E o pior disto tudo é que, na verdade, sempre houve uma espécie de atenção especial ao humor, basta lembrar que cá no nosso cantinho vimos o Herman a ser censurado e cancelado por ter “ido longe demais”, mas essa atenção (atrevo-me a dizer censura) era dada por uma direita conservadora que sempre viu a comédia como algo profano, no entanto hoje a própria esquerda, o bastião da liberdade de expressão, legitimou os conservadores ao fazer exactamente o mesmo. Hoje, tanto a direita conservadora como a esquerda progressista têm a mesma atitude perante o humor, tanto que a comédia transformou-se, praticamente, num campo de batalha em que progressistas procuram armas de arremesso para matar comediantes mais conservadores e os conservadores procuram ogivas para liquidar comediantes mais progressistas. No meio a levar com os estilhaços fica o humorista. O bom é que, sem o saberem, ambos estão a criar material para muito comediante em crise criativa. E isto é mesmo a única coisa boa que sai desta luta ideológica que me faz lembrar mais os tempos em que media a pila e a comparava com os colegas no balneário, sendo neste caso do humor uma pila moral, do que uma verdadeira preocupação com a evolução da arte e da sociedade. E nesse aspecto tenho a dizer, quem me dera que a minha pila tivesse metade do tamanho da minha pila moral.

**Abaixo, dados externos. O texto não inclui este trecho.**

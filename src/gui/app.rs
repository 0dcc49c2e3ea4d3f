//! Crashboard Main Application
//! Main window wiring the control panel, the loader, and the dashboard.

use crate::charts::{bin_points, MapViewConfig};
use crate::data::{
    self, load_collisions, CollisionLoader, InjuryCategory, StreetRank, ViewError,
};
use crate::gui::{
    ControlPanel, ControlPanelAction, Dashboard, DashboardData, RawPreview, UserSettings,
};
use anyhow::Context as _;
use egui::SidePanel;
use polars::prelude::DataFrame;
use std::sync::mpsc::{channel, Receiver};
use std::thread;
use tracing::{error, info};

const SETTINGS_KEY: &str = "crashboard_settings";
const RAW_PREVIEW_ROWS: usize = 100;
const TOP_STREETS: usize = 5;

/// CSV loading result from background thread
enum LoadResult {
    Complete { limit: usize, df: DataFrame },
    Error(String),
}

/// Parameter set the dashboard views are derived from. Views rebuild only
/// when this changes between frames.
#[derive(Clone, PartialEq)]
struct ViewParams {
    injury_threshold: i64,
    hour: u8,
    category: InjuryCategory,
    show_raw: bool,
}

impl ViewParams {
    fn from_settings(settings: &UserSettings) -> Self {
        Self {
            injury_threshold: settings.injury_threshold,
            hour: settings.hour,
            category: settings.category,
            show_raw: settings.show_raw,
        }
    }
}

/// Main application window.
pub struct CrashboardApp {
    loader: CollisionLoader,
    control_panel: ControlPanel,
    dashboard: Dashboard,

    /// Normalized table the views are computed from.
    frame: Option<DataFrame>,
    /// Parameters the current dashboard data was computed with.
    last_params: Option<ViewParams>,

    // Async CSV loading
    load_rx: Option<Receiver<LoadResult>>,
    is_loading: bool,
}

impl CrashboardApp {
    pub fn new(cc: &eframe::CreationContext<'_>) -> Self {
        let settings = cc
            .storage
            .and_then(|storage| storage.get_string(SETTINGS_KEY))
            .and_then(|json| serde_json::from_str::<UserSettings>(&json).ok())
            .unwrap_or_default();

        let loader = CollisionLoader::new(settings.csv_path.clone());
        let mut app = Self {
            loader,
            control_panel: ControlPanel::new(settings),
            dashboard: Dashboard::new(),
            frame: None,
            last_params: None,
            load_rx: None,
            is_loading: false,
        };

        if app.loader.path().is_file() {
            app.start_load();
        } else {
            app.control_panel
                .set_status("Select a collision CSV to begin");
        }
        app
    }

    /// Kick off a CSV load for the current row limit, on a background thread
    /// unless the loader already has it cached.
    fn start_load(&mut self) {
        if self.is_loading {
            return;
        }

        let limit = self.control_panel.settings.row_limit;
        if limit == 0 {
            self.control_panel.set_status("Error: row limit must be positive");
            return;
        }

        if let Some(df) = self.loader.cached(limit) {
            let df = df.clone();
            self.control_panel
                .set_status(&format!("Loaded {} collisions (cached)", df.height()));
            self.install_frame(df);
            return;
        }

        let path = self.loader.path().to_path_buf();
        self.is_loading = true;
        self.control_panel.loading = true;
        self.control_panel.set_status("Reading CSV file...");

        let (tx, rx) = channel();
        self.load_rx = Some(rx);

        // Load CSV in background thread
        thread::spawn(move || {
            let result = load_collisions(&path, limit)
                .with_context(|| format!("loading {}", path.display()));
            let message = match result {
                Ok(df) => LoadResult::Complete { limit, df },
                Err(e) => LoadResult::Error(format!("{e:#}")),
            };
            let _ = tx.send(message);
        });
    }

    /// Check for CSV loading results
    fn check_load_results(&mut self) {
        let rx = self.load_rx.take();
        if let Some(rx) = rx {
            let mut should_keep_receiver = true;

            while let Ok(result) = rx.try_recv() {
                match result {
                    LoadResult::Complete { limit, df } => {
                        info!(rows = df.height(), limit, "collision table ready");
                        self.loader.store(limit, df.clone());
                        self.control_panel
                            .set_status(&format!("Loaded {} collisions", df.height()));
                        self.install_frame(df);
                        self.is_loading = false;
                        self.control_panel.loading = false;
                        should_keep_receiver = false;
                    }
                    LoadResult::Error(message) => {
                        error!(%message, "collision CSV load failed");
                        self.control_panel
                            .set_status(&format!("Error: {message}"));
                        self.is_loading = false;
                        self.control_panel.loading = false;
                        should_keep_receiver = false;
                    }
                }
            }

            if should_keep_receiver {
                self.load_rx = Some(rx);
            }
        }
    }

    /// Adopt a freshly loaded table and force a view rebuild.
    fn install_frame(&mut self, df: DataFrame) {
        self.frame = Some(df);
        self.last_params = None;
        self.dashboard.clear();
    }

    /// Recompute the dashboard views when an input parameter changed.
    fn rebuild_views(&mut self) {
        let Some(df) = self.frame.clone() else {
            return;
        };
        let params = ViewParams::from_settings(&self.control_panel.settings);
        if self.last_params.as_ref() == Some(&params) {
            return;
        }

        match Self::compute_views(&df, &params) {
            Ok(data) => {
                self.dashboard.data = Some(data);
            }
            Err(e) => {
                error!(error = %e, "view recomputation failed");
                self.control_panel.set_status(&format!("Error: {e}"));
            }
        }
        self.last_params = Some(params);
    }

    /// One synchronous recomputation pass over the normalized table.
    fn compute_views(df: &DataFrame, params: &ViewParams) -> Result<DashboardData, ViewError> {
        let points = data::injury_point_set(df, params.injury_threshold)?;

        let windowed = data::filter_by_hour(df, params.hour)?;
        let window_rows = windowed.height();
        let minute_counts = data::minute_histogram(&windowed)?;

        let mut map_config = MapViewConfig::default();
        if let Some((lat, lon)) = data::map_midpoint(&windowed)? {
            map_config.center = (lat, lon);
        }
        // Hex cells are binned in (longitude, latitude) plot coordinates.
        let window_points: Vec<[f64; 2]> = data::coordinate_pairs(&windowed)?
            .iter()
            .map(|p| [p[1], p[0]])
            .collect();
        let hex_bins = bin_points(&window_points, map_config.hex_radius_deg());

        let streets: Vec<StreetRank> = data::top_streets(df, params.category, TOP_STREETS)?;

        let raw = params.show_raw.then(|| Self::raw_preview(df));

        Ok(DashboardData {
            injury_threshold: params.injury_threshold,
            points,
            hour: params.hour,
            window_rows,
            hex_bins,
            map_config,
            minute_counts,
            category: params.category,
            streets,
            raw,
        })
    }

    /// Stringify the first rows of the table for the raw-data grid.
    fn raw_preview(df: &DataFrame) -> RawPreview {
        let head = df.head(Some(RAW_PREVIEW_ROWS));
        let columns: Vec<String> = head
            .get_column_names()
            .iter()
            .map(|name| name.to_string())
            .collect();

        let mut rows = Vec::with_capacity(head.height());
        for i in 0..head.height() {
            let row: Vec<String> = head
                .get_columns()
                .iter()
                .map(|column| match column.as_materialized_series().get(i) {
                    Ok(value) => value.to_string().trim_matches('"').to_string(),
                    Err(_) => String::new(),
                })
                .collect();
            rows.push(row);
        }

        RawPreview {
            columns,
            rows,
            total_rows: df.height(),
        }
    }

    /// Handle CSV file selection
    fn handle_browse_csv(&mut self) {
        if self.is_loading {
            return;
        }

        if let Some(path) = rfd::FileDialog::new()
            .add_filter("CSV Files", &["csv"])
            .pick_file()
        {
            self.control_panel.settings.csv_path = path.clone();
            self.loader = CollisionLoader::new(path);
            self.frame = None;
            self.dashboard.clear();
            self.start_load();
        }
    }
}

impl eframe::App for CrashboardApp {
    fn update(&mut self, ctx: &egui::Context, _frame: &mut eframe::Frame) {
        // Check for background results
        self.check_load_results();

        // Request repaint while loading
        if self.is_loading {
            ctx.request_repaint();
        }

        // Left panel - Control Panel
        SidePanel::left("control_panel")
            .min_width(280.0)
            .max_width(340.0)
            .show(ctx, |ui| {
                egui::ScrollArea::vertical().show(ui, |ui| {
                    let action = self.control_panel.show(ui);

                    match action {
                        ControlPanelAction::BrowseCsv => self.handle_browse_csv(),
                        ControlPanelAction::ReloadCsv => self.start_load(),
                        ControlPanelAction::None => {}
                    }
                });
            });

        // Recompute views after the panel may have changed a parameter
        self.rebuild_views();

        // Central panel - Dashboard
        egui::CentralPanel::default().show(ctx, |ui| {
            self.dashboard.show(ui);
        });
    }

    fn save(&mut self, storage: &mut dyn eframe::Storage) {
        if let Ok(json) = serde_json::to_string(&self.control_panel.settings) {
            storage.set_string(SETTINGS_KEY, json);
        }
    }
}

Resumindo um texto que já vai longo e alimentado a Guinness: é ridículo este debate. É ridículo este escrutínio. É ridícula a dualidade de critérios entre a comédia e outras artes. É ridículo o tempo que se perde a debater uma coisa que não é para ser debatida, mas apreciada. Mas, mais do que tudo, é ridículo estabelecer limites para uma coisa tão abstrata como o humor quando ainda hoje não se estabeleceu um limite para o preço de um café num estabelecimento comercial. Estou-me bem a marimbar para os limites da comédia, mas pagar 2€ por um café no bar para onde vim escrever isto parece-me bem mais grave do que qualquer piada de violação. E, ao contrário de todos os espectáculos de comédia que vi até hoje, bons ou maus, ofensivos ou inócuos, posso garantir que aqui não vi ninguém a sorrir depois de receber a conta.